Among the vessels hit was a Chevron-chartered tanker, which was struck by a drone off Russia’s Black Sea coast. The Marshall Islands-flagged suezmax Yasa Polaris was hit while inbound for Caspian Pipeline Consortium loadings near Novorossiysk.
The campaign, part of a 40-day operation authorised by president Volodymyr Zelensky, aims to cut into oil export revenue that funds roughly a quarter of Russia’s state budget and to disrupt the sea link supplying fuel to occupied Crimea.
Refineries came under renewed pressure too. On July 6, Ukrainian drones struck the Omsk refinery, Russia’s largest and a leading gasoline producer, in a strike from more than 2,400 km inside Russian territory, hitting the primary processing unit and halting output. It was the sixth major Russian refinery forced to shut fully or partially since the start of June. Lukoil’s Nizhny Novgorod refinery, the country’s fourth-largest, was struck again on July 2, days after restarting from a strike on June 24.

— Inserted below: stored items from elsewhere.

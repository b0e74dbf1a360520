//! The poll-diff-deliver loop.
//!
//! Every tick reloads subscriptions from the store, lists each form's
//! responses, keeps the ones that are neither delivered nor older than the
//! process baseline, and delivers them one by one. An id is recorded only
//! after its message was accepted by the sink, so a crash in between means a
//! redelivery, never a loss.

use std::sync::Arc;
use std::time::Duration;

use anyhow::{Context, Result};
use chrono::{DateTime, Utc};
use tokio::sync::Mutex;
use tracing::{debug, error, info, warn};

use crate::format::{resolve_file_names, ResponseFormatter};
use crate::forms::catalog;
use crate::forms::model::FormResponse;
use crate::forms::{bounded, DriveApi, FormsApi};
use crate::platform::{DeliverySink, FormatMode};
use crate::store::{Subscription, SubscriptionStore};

#[derive(Debug, Clone)]
pub struct PollSettings {
    /// Upper bound for every external call made during a tick.
    pub call_timeout: Duration,
    pub drive_view_base_url: String,
}

#[derive(Debug, Clone, Default, PartialEq, Eq)]
pub struct TickReport {
    pub subscriptions: usize,
    pub delivered: usize,
    /// Responses left for a later tick (detail fetch or delivery failed).
    pub deferred: usize,
    /// Subscriptions whose processing hit a list, delivery or store failure.
    pub failed: usize,
    /// The previous tick was still running.
    pub skipped: bool,
}

#[derive(Debug, Default)]
struct SubscriptionOutcome {
    delivered: usize,
    deferred: usize,
    failed: bool,
}

pub struct Poller {
    store: SubscriptionStore,
    forms: Arc<dyn FormsApi>,
    drive: Arc<dyn DriveApi>,
    sink: Arc<dyn DeliverySink>,
    formatter: ResponseFormatter,
    baseline: DateTime<Utc>,
    call_timeout: Duration,
    running: Mutex<()>,
}

impl Poller {
    pub fn new(
        store: SubscriptionStore,
        forms: Arc<dyn FormsApi>,
        drive: Arc<dyn DriveApi>,
        sink: Arc<dyn DeliverySink>,
        settings: PollSettings,
        baseline: DateTime<Utc>,
    ) -> Self {
        Self {
            store,
            forms,
            drive,
            sink,
            formatter: ResponseFormatter::new(&settings.drive_view_base_url),
            baseline,
            call_timeout: settings.call_timeout,
            running: Mutex::new(()),
        }
    }

    pub fn baseline(&self) -> DateTime<Utc> {
        self.baseline
    }

    /// Whether a listed response still has to be delivered for `sub`.
    pub fn is_new(&self, sub: &Subscription, response: &FormResponse) -> bool {
        !sub.is_delivered(&response.response_id) && response.create_time > self.baseline
    }

    /// Run one pass over every subscription. Fails only when the
    /// subscriptions themselves cannot be loaded.
    pub async fn tick(&self) -> Result<TickReport> {
        let Ok(_running) = self.running.try_lock() else {
            warn!("Previous poll tick is still running, skipping this one");
            return Ok(TickReport {
                skipped: true,
                ..TickReport::default()
            });
        };

        let subscriptions = self
            .store
            .list_all()
            .await
            .context("Failed to load subscriptions")?;

        let mut report = TickReport {
            subscriptions: subscriptions.len(),
            ..TickReport::default()
        };

        for sub in subscriptions {
            let outcome = self.poll_subscription(sub).await;
            report.delivered += outcome.delivered;
            report.deferred += outcome.deferred;
            if outcome.failed {
                report.failed += 1;
            }
        }

        if report.delivered > 0 || report.failed > 0 {
            info!(
                "Poll tick: {} subscription(s), {} delivered, {} deferred, {} failed",
                report.subscriptions, report.delivered, report.deferred, report.failed
            );
        } else {
            debug!("Poll tick: {} subscription(s), nothing new", report.subscriptions);
        }

        Ok(report)
    }

    async fn poll_subscription(&self, mut sub: Subscription) -> SubscriptionOutcome {
        let mut outcome = SubscriptionOutcome::default();

        let responses = match bounded(self.call_timeout, self.forms.list_responses(&sub.form_id)).await
        {
            Ok(responses) => responses,
            Err(e) if e.is_permanent() => {
                error!(
                    "Form {} of chat {} is no longer readable: {}",
                    sub.form_id, sub.requester_chat_id, e
                );
                outcome.failed = true;
                return outcome;
            }
            Err(e) => {
                warn!("Failed to list responses of form {}: {}", sub.form_id, e);
                outcome.failed = true;
                return outcome;
            }
        };

        let mut fresh: Vec<FormResponse> = responses
            .into_iter()
            .filter(|r| self.is_new(&sub, r))
            .collect();
        if fresh.is_empty() {
            return outcome;
        }
        // Stable: responses created in the same instant keep the API order.
        fresh.sort_by_key(|r| r.create_time);

        debug!(
            "Form {} has {} new response(s) for chat {}",
            sub.form_id,
            fresh.len(),
            sub.requester_chat_id
        );

        let labels = catalog::resolve(self.forms.as_ref(), &sub.form_id, self.call_timeout).await;

        let total = fresh.len();
        for (index, listed) in fresh.iter().enumerate() {
            let detail = match bounded(
                self.call_timeout,
                self.forms.get_response(&sub.form_id, &listed.response_id),
            )
            .await
            {
                Ok(detail) => detail,
                Err(e) => {
                    warn!(
                        "Failed to fetch response {} of form {}: {}",
                        listed.response_id, sub.form_id, e
                    );
                    outcome.deferred += 1;
                    continue;
                }
            };

            let files = resolve_file_names(self.drive.as_ref(), &detail, self.call_timeout).await;
            let text = self.formatter.format(&detail, &labels, &files);

            let sent = tokio::time::timeout(
                self.call_timeout,
                self.sink.send(sub.destination_id, &text, FormatMode::MarkdownV2),
            )
            .await;
            let failure = match sent {
                Ok(Ok(())) => None,
                Ok(Err(e)) => Some(e.to_string()),
                Err(_) => Some(format!("timed out after {:?}", self.call_timeout)),
            };
            if let Some(reason) = failure {
                error!(
                    "Failed to deliver response {} of form {} to chat {}: {}",
                    listed.response_id, sub.form_id, sub.destination_id, reason
                );
                outcome.deferred += total - index;
                outcome.failed = true;
                break;
            }

            match self.store.record_delivered(&mut sub, &listed.response_id).await {
                Ok(true) => outcome.delivered += 1,
                Ok(false) => {
                    outcome.delivered += 1;
                    info!(
                        "Form {} was unbound from chat {} during delivery, stopping",
                        sub.form_id, sub.requester_chat_id
                    );
                    break;
                }
                Err(e) => {
                    outcome.delivered += 1;
                    outcome.failed = true;
                    error!(
                        "Failed to record response {} of form {} as delivered: {:#}",
                        listed.response_id, sub.form_id, e
                    );
                    break;
                }
            }
        }

        outcome
    }
}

The combined pressure has pushed the resulting fuel crisis into nearly all of Russia’s 83 regions, with more than 50 officially reporting shortages and several, including Irkutsk and Transbaikal, declaring a state of heightened alert. Crimea imposed a full ban on fuel sales to ordinary motorists last month. Elsewhere, purchases are commonly capped at 20-30 litres per vehicle, with jerry can filling largely prohibited. Industry estimates put Russian gasoline output at around 85,000 tonnes a day against peak summer demand of roughly 110,000 tonnes, a shortfall of about 25,000 tonnes daily. Analysts estimate a quarter to a third of Russia’s refining capacity is currently offline; the central bank cited “a temporary contraction in motor fuel production” as an inflation risk when it trimmed interest rates by only a quarter point this week. President Vladimir Putin has acknowledged the shortages but called them “not critical,” while Moscow has banned gasoline and jet fuel exports and is exploring fuel imports to ease the strain.
Kyiv’s maritime campaign has also opened a diplomatic rift beyond Russia. Ukraine has told Athens it will keep attacking Russian vessels on the high seas under its right of self-defence per Article 51 of the UN Charter, Euractiv reported, after a Ukrainian sea drone carrying 100 kg of explosives, reportedly aimed at a Russian tanker, was found near the Greek island of Lefkada in May. Greece lodged three formal protests and sought an apology, citing fears the Mediterranean could become a war theatre and hit tourism. Kyiv apologised publicly while privately signalling no change in policy, and said Athens had breached a 1996 friendship treaty requiring consultation before going public.